+++ RECORD SET +++
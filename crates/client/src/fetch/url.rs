//! Base URL handling for content endpoints.

use url::Url;

/// Error type for base URL failures.
#[derive(Debug, Clone, thiserror::Error)]
pub enum UrlError {
    #[error("empty URL")]
    Empty,

    #[error("unsupported scheme: {0}")]
    UnsupportedScheme(String),

    #[error("invalid URL: {0}")]
    InvalidUrl(String),
}

/// Parse a configured API base into a joinable form.
///
/// - Trim whitespace, default the scheme to `https`
/// - Only http(s) is accepted
/// - Drop query and fragment
/// - Ensure the path ends with `/` so relative joins stay under the base
pub fn parse_base(input: &str) -> Result<Url, UrlError> {
    let trimmed = input.trim();
    if trimmed.is_empty() {
        return Err(UrlError::Empty);
    }

    let with_scheme = if trimmed.contains("://") { trimmed.to_string() } else { format!("https://{trimmed}") };
    let mut base = Url::parse(&with_scheme).map_err(|e| UrlError::InvalidUrl(e.to_string()))?;

    match base.scheme() {
        "http" | "https" => {}
        scheme => return Err(UrlError::UnsupportedScheme(scheme.to_string())),
    }

    base.set_query(None);
    base.set_fragment(None);
    if !base.path().ends_with('/') {
        let path = format!("{}/", base.path());
        base.set_path(&path);
    }

    Ok(base)
}

/// Build `{base}/{path}?{params}`, skipping parameters without a value.
pub fn endpoint<'a>(
    base: &Url, path: &str, params: impl IntoIterator<Item = (&'a str, Option<String>)>,
) -> Result<Url, UrlError> {
    let mut url = base.join(path.trim_start_matches('/')).map_err(|e| UrlError::InvalidUrl(e.to_string()))?;
    {
        let mut pairs = url.query_pairs_mut();
        for (name, value) in params {
            if let Some(value) = value {
                pairs.append_pair(name, &value);
            }
        }
    }
    if url.query() == Some("") {
        url.set_query(None);
    }
    Ok(url)
}

#[cfg(test)]
mod tests {
    use super::*;

    #[test]
    fn test_parse_base_appends_slash() {
        let base = parse_base("https://blog.example/wp-json/wp/v2").unwrap();
        assert_eq!(base.as_str(), "https://blog.example/wp-json/wp/v2/");
    }

    #[test]
    fn test_parse_base_default_scheme() {
        let base = parse_base("blog.example").unwrap();
        assert_eq!(base.as_str(), "https://blog.example/");
    }

    #[test]
    fn test_parse_base_drops_query_and_fragment() {
        let base = parse_base("  http://Blog.Example/api?x=1#top ").unwrap();
        assert_eq!(base.as_str(), "http://blog.example/api/");
    }

    #[test]
    fn test_parse_base_rejects_scheme() {
        assert!(matches!(parse_base("ftp://blog.example"), Err(UrlError::UnsupportedScheme(_))));
    }

    #[test]
    fn test_parse_base_empty() {
        assert!(matches!(parse_base("   "), Err(UrlError::Empty)));
    }

    #[test]
    fn test_endpoint_joins_under_base() {
        let base = parse_base("https://blog.example/wp-json/wp/v2").unwrap();
        let url = endpoint(&base, "/posts", [("page", Some("2".into())), ("search", None)]).unwrap();
        assert_eq!(url.as_str(), "https://blog.example/wp-json/wp/v2/posts?page=2");
    }

    #[test]
    fn test_endpoint_encodes_values() {
        let base = parse_base("https://blog.example/").unwrap();
        let url = endpoint(&base, "api/posts", [("search", Some("dark & stormy".into()))]).unwrap();
        assert_eq!(url.query(), Some("search=dark+%26+stormy"));
    }

    #[test]
    fn test_endpoint_without_params() {
        let base = parse_base("https://blog.example/").unwrap();
        let url = endpoint(&base, "api/posts/first-light", []).unwrap();
        assert_eq!(url.as_str(), "https://blog.example/api/posts/first-light");
    }
}
//! Internal origin mirror tier.
//!
//! The mirror answers `GET {mirror}/api/posts` with `{ "posts": [...],
//! "hasMore": bool }` and `GET {mirror}/api/posts/{slug}` with a single post,
//! either bare or wrapped as `{ "post": {...} }`. Post objects have the same
//! shape as upstream records.

use super::cascade::Tier;
use super::query::{Origin, PageQuery, PageResult};
use crate::fetch::{FetchClient, endpoint};
use crate::validate::validate_all;
use async_trait::async_trait;
use folio_core::{Clock, Error};
use serde_json::Value;
use std::sync::Arc;
use url::Url;

pub struct MirrorTier {
    base: Url,
    fetch: Arc<FetchClient>,
    clock: Arc<dyn Clock>,
}

impl MirrorTier {
    pub fn new(base: Url, fetch: Arc<FetchClient>, clock: Arc<dyn Clock>) -> Self {
        Self { base, fetch, clock }
    }

    fn invalid(e: impl std::fmt::Display) -> Error {
        Error::InvalidUrl(e.to_string())
    }

    async fn single(&self, slug: &str) -> Result<PageResult, Error> {
        let path = format!("api/posts/{}", encode_segment(slug));
        let url = endpoint(&self.base, &path, []).map_err(Self::invalid)?;
        let response = self.fetch.get_json(&url).await?;

        let post = match response.value {
            Value::Object(mut object) => match object.remove("post") {
                Some(inner @ Value::Object(_)) => inner,
                Some(Value::Null) => return Err(Error::NotFound(format!("mirror has no post {slug}"))),
                _ => Value::Object(object),
            },
            _ => return Err(Error::MalformedPayload(format!("{url}: expected a post object"))),
        };

        let records = validate_all(std::slice::from_ref(&post), self.clock.now());
        let total = records.len() as u64;
        Ok(PageResult { records, total_pages: total, total, origin: Origin::Mirror, source: Some(self.label()) })
    }

    async fn list(&self, query: &PageQuery) -> Result<PageResult, Error> {
        let url = endpoint(
            &self.base,
            "api/posts",
            [
                ("page", Some(query.page.to_string())),
                ("per_page", Some(query.per_page.to_string())),
                ("category", query.category.map(|c| c.to_string())),
                ("tag", query.tag.map(|t| t.to_string())),
                ("search", query.search.clone()),
            ],
        )
        .map_err(Self::invalid)?;
        let response = self.fetch.get_json(&url).await?;

        let posts = response
            .value
            .get("posts")
            .and_then(Value::as_array)
            .ok_or_else(|| Error::MalformedPayload(format!("{url}: missing posts array")))?;
        let has_more = response.value.get("hasMore").and_then(Value::as_bool);

        let records = validate_all(posts, self.clock.now());
        let (total_pages, total) = PageResult::estimate_totals(query, records.len(), Some(has_more.unwrap_or(false)));

        Ok(PageResult { records, total_pages, total, origin: Origin::Mirror, source: Some(self.label()) })
    }

    /// Base URL without the trailing slash.
    pub fn label(&self) -> String {
        self.base.as_str().trim_end_matches('/').to_string()
    }
}

fn encode_segment(segment: &str) -> String {
    url::form_urlencoded::byte_serialize(segment.as_bytes()).collect::<String>().replace('+', "%20")
}

#[async_trait]
impl Tier for MirrorTier {
    fn name(&self) -> &str {
        "mirror"
    }

    async fn attempt(&self, query: &PageQuery) -> Result<PageResult, Error> {
        match &query.slug {
            Some(slug) => self.single(slug).await,
            None => self.list(query).await,
        }
    }
}

#[cfg(test)]
mod tests {
    use super::*;
    use crate::fetch::{FetchConfig, parse_base};
    use folio_core::SystemClock;
    use httpmock::prelude::*;
    use serde_json::json;

    fn tier(server: &MockServer) -> MirrorTier {
        let fetch = Arc::new(FetchClient::new(FetchConfig::default()).unwrap());
        MirrorTier::new(parse_base(&server.base_url()).unwrap(), fetch, Arc::new(SystemClock))
    }

    #[tokio::test]
    async fn test_list_reads_posts_and_has_more() {
        let server = MockServer::start();
        let mock = server.mock(|when, then| {
            when.method(GET).path("/api/posts").query_param("page", "1").query_param("per_page", "2");
            then.status(200).header("content-type", "application/json").json_body(json!({
                "posts": [
                    { "id": 10, "slug": "m1", "title": "M1", "date": "2025-01-01T00:00:00Z" },
                    { "id": 11, "slug": "m2", "title": "M2", "date": "2025-01-01T00:00:00Z" }
                ],
                "hasMore": true
            }));
        });

        let result = tier(&server).attempt(&PageQuery::new(1, 2)).await.unwrap();
        mock.assert();
        assert_eq!(result.records.len(), 2);
        assert_eq!(result.origin, Origin::Mirror);
        assert!(result.is_fallback());
        assert_eq!((result.total_pages, result.total), (2, 3));
    }

    #[tokio::test]
    async fn test_single_by_slug() {
        let server = MockServer::start();
        server.mock(|when, then| {
            when.method(GET).path("/api/posts/first-light");
            then.status(200).header("content-type", "application/json").json_body(json!({ "post": { "id": 3, "slug": "first-light", "title": "First Light" } }));
        });

        let result = tier(&server).attempt(&PageQuery::by_slug("first-light")).await.unwrap();
        assert_eq!(result.records.len(), 1);
        assert_eq!(result.records[0].slug, "first-light");
        assert_eq!(result.total, 1);
    }

    #[tokio::test]
    async fn test_single_bare_object() {
        let server = MockServer::start();
        server.mock(|when, then| {
            when.method(GET).path("/api/posts/bare");
            then.status(200).header("content-type", "application/json").json_body(json!({ "id": 4, "slug": "bare", "title": "Bare" }));
        });

        let result = tier(&server).attempt(&PageQuery::by_slug("bare")).await.unwrap();
        assert_eq!(result.records[0].id, 4);
    }

    #[tokio::test]
    async fn test_single_missing() {
        let server = MockServer::start();
        server.mock(|when, then| {
            when.method(GET).path("/api/posts/gone");
            then.status(404).header("content-type", "application/json").json_body(json!({ "error": "not found" }));
        });

        let err = tier(&server).attempt(&PageQuery::by_slug("gone")).await.unwrap_err();
        assert!(matches!(err, Error::HttpError(_)));
    }

    #[tokio::test]
    async fn test_list_requires_posts_array() {
        let server = MockServer::start();
        server.mock(|when, then| {
            when.method(GET).path("/api/posts");
            then.status(200).header("content-type", "application/json").json_body(json!([]));
        });

        let err = tier(&server).attempt(&PageQuery::new(1, 10)).await.unwrap_err();
        assert!(matches!(err, Error::MalformedPayload(_)));
    }

    #[test]
    fn test_encode_segment() {
        assert_eq!(encode_segment("a b/c"), "a%20b%2Fc");
        assert_eq!(encode_segment("plain-slug"), "plain-slug");
    }
}
//! Ordered tier attempts.
//!
//! A [`Tier`] is one place a page can come from. [`run`] tries tiers strictly
//! in order, each at most once, and stops at the first success. Failures are
//! collected rather than raised so the caller decides what exhaustion means.

use super::query::{PageQuery, PageResult};
use async_trait::async_trait;
use folio_core::Error;

#[async_trait]
pub trait Tier: Send + Sync {
    /// Short label used in logs and status signals.
    fn name(&self) -> &str;

    async fn attempt(&self, query: &PageQuery) -> Result<PageResult, Error>;
}

/// What happened across one pass over the tiers.
#[derive(Debug)]
pub struct Cascade {
    /// Winning tier's position and result.
    pub winner: Option<(usize, PageResult)>,
    /// Tiers that failed before the winner, in attempt order.
    pub failures: Vec<(String, Error)>,
}

impl Cascade {
    pub fn last_error(&self) -> Option<&Error> {
        self.failures.last().map(|(_, e)| e)
    }

    pub fn failure_summary(&self) -> String {
        self.failures.iter().map(|(name, e)| format!("{name}: {e}")).collect::<Vec<_>>().join("; ")
    }
}

pub async fn run<T: Tier + ?Sized>(tiers: &[&T], query: &PageQuery) -> Cascade {
    let mut failures = Vec::new();

    for (index, tier) in tiers.iter().enumerate() {
        match tier.attempt(query).await {
            Ok(result) => {
                tracing::debug!(tier = tier.name(), records = result.records.len(), "tier answered");
                return Cascade { winner: Some((index, result)), failures };
            }
            Err(e) => {
                tracing::warn!(tier = tier.name(), error = %e, transient = e.is_transient(), "tier failed");
                failures.push((tier.name().to_string(), e));
            }
        }
    }

    Cascade { winner: None, failures }
}

#[cfg(test)]
mod tests {
    use super::*;
    use crate::sync::query::Origin;
    use std::sync::Mutex;

    struct FakeTier {
        name: String,
        succeed: bool,
        log: std::sync::Arc<Mutex<Vec<String>>>,
    }

    #[async_trait]
    impl Tier for FakeTier {
        fn name(&self) -> &str {
            &self.name
        }

        async fn attempt(&self, _query: &PageQuery) -> Result<PageResult, Error> {
            self.log.lock().unwrap().push(self.name.clone());
            if self.succeed {
                Ok(PageResult { source: Some(self.name.clone()), origin: Origin::Source, ..PageResult::empty() })
            } else {
                Err(Error::HttpError(format!("{} down", self.name)))
            }
        }
    }

    fn tiers(outcomes: &[bool]) -> (Vec<FakeTier>, std::sync::Arc<Mutex<Vec<String>>>) {
        let log = std::sync::Arc::new(Mutex::new(Vec::new()));
        let tiers = outcomes
            .iter()
            .enumerate()
            .map(|(i, &succeed)| FakeTier { name: format!("t{}", i + 1), succeed, log: log.clone() })
            .collect();
        (tiers, log)
    }

    #[tokio::test]
    async fn test_stops_at_first_success() {
        let (tiers, log) = tiers(&[false, false, true, true]);
        let refs: Vec<&FakeTier> = tiers.iter().collect();

        let cascade = run(&refs, &PageQuery::new(1, 10)).await;

        let (index, result) = cascade.winner.expect("third tier answers");
        assert_eq!(index, 2);
        assert_eq!(result.source.as_deref(), Some("t3"));
        assert_eq!(*log.lock().unwrap(), vec!["t1", "t2", "t3"]);
        assert_eq!(cascade.failures.len(), 2);
        assert_eq!(cascade.failures[0].0, "t1");
    }

    #[tokio::test]
    async fn test_exhaustion_attempts_each_once() {
        let (tiers, log) = tiers(&[false, false, false]);
        let refs: Vec<&FakeTier> = tiers.iter().collect();

        let cascade = run(&refs, &PageQuery::new(1, 10)).await;

        assert!(cascade.winner.is_none());
        assert_eq!(*log.lock().unwrap(), vec!["t1", "t2", "t3"]);
        assert!(matches!(cascade.last_error(), Some(Error::HttpError(msg)) if msg == "t3 down"));
        assert!(cascade.failure_summary().starts_with("t1: HTTP_ERROR: t1 down"));
    }

    #[tokio::test]
    async fn test_no_tiers() {
        let refs: Vec<&FakeTier> = Vec::new();
        let cascade = run(&refs, &PageQuery::new(1, 10)).await;
        assert!(cascade.winner.is_none());
        assert!(cascade.failures.is_empty());
    }

    #[tokio::test]
    async fn test_dyn_tiers() {
        let (tiers, log) = tiers(&[false, true]);
        let refs: Vec<&dyn Tier> = tiers.iter().map(|t| t as &dyn Tier).collect();
        let cascade = run(&refs, &PageQuery::new(1, 10)).await;
        assert_eq!(cascade.winner.map(|(i, _)| i), Some(1));
        assert_eq!(log.lock().unwrap().len(), 2);
    }
}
+++
## TASK GOAL
Which lines above run from the one containing "fn invalid(e: impl" down to the one containing "Some(inner @ Value::Object(_))"? Repeat exactly those, both ends included, and nothing else.

## RESPONSE TO THE TASK
    fn invalid(e: impl std::fmt::Display) -> Error {
        Error::InvalidUrl(e.to_string())
    }

    async fn single(&self, slug: &str) -> Result<PageResult, Error> {
        let path = format!("api/posts/{}", encode_segment(slug));
        let url = endpoint(&self.base, &path, []).map_err(Self::invalid)?;
        let response = self.fetch.get_json(&url).await?;

        let post = match response.value {
            Value::Object(mut object) => match object.remove("post") {
                Some(inner @ Value::Object(_)) => inner,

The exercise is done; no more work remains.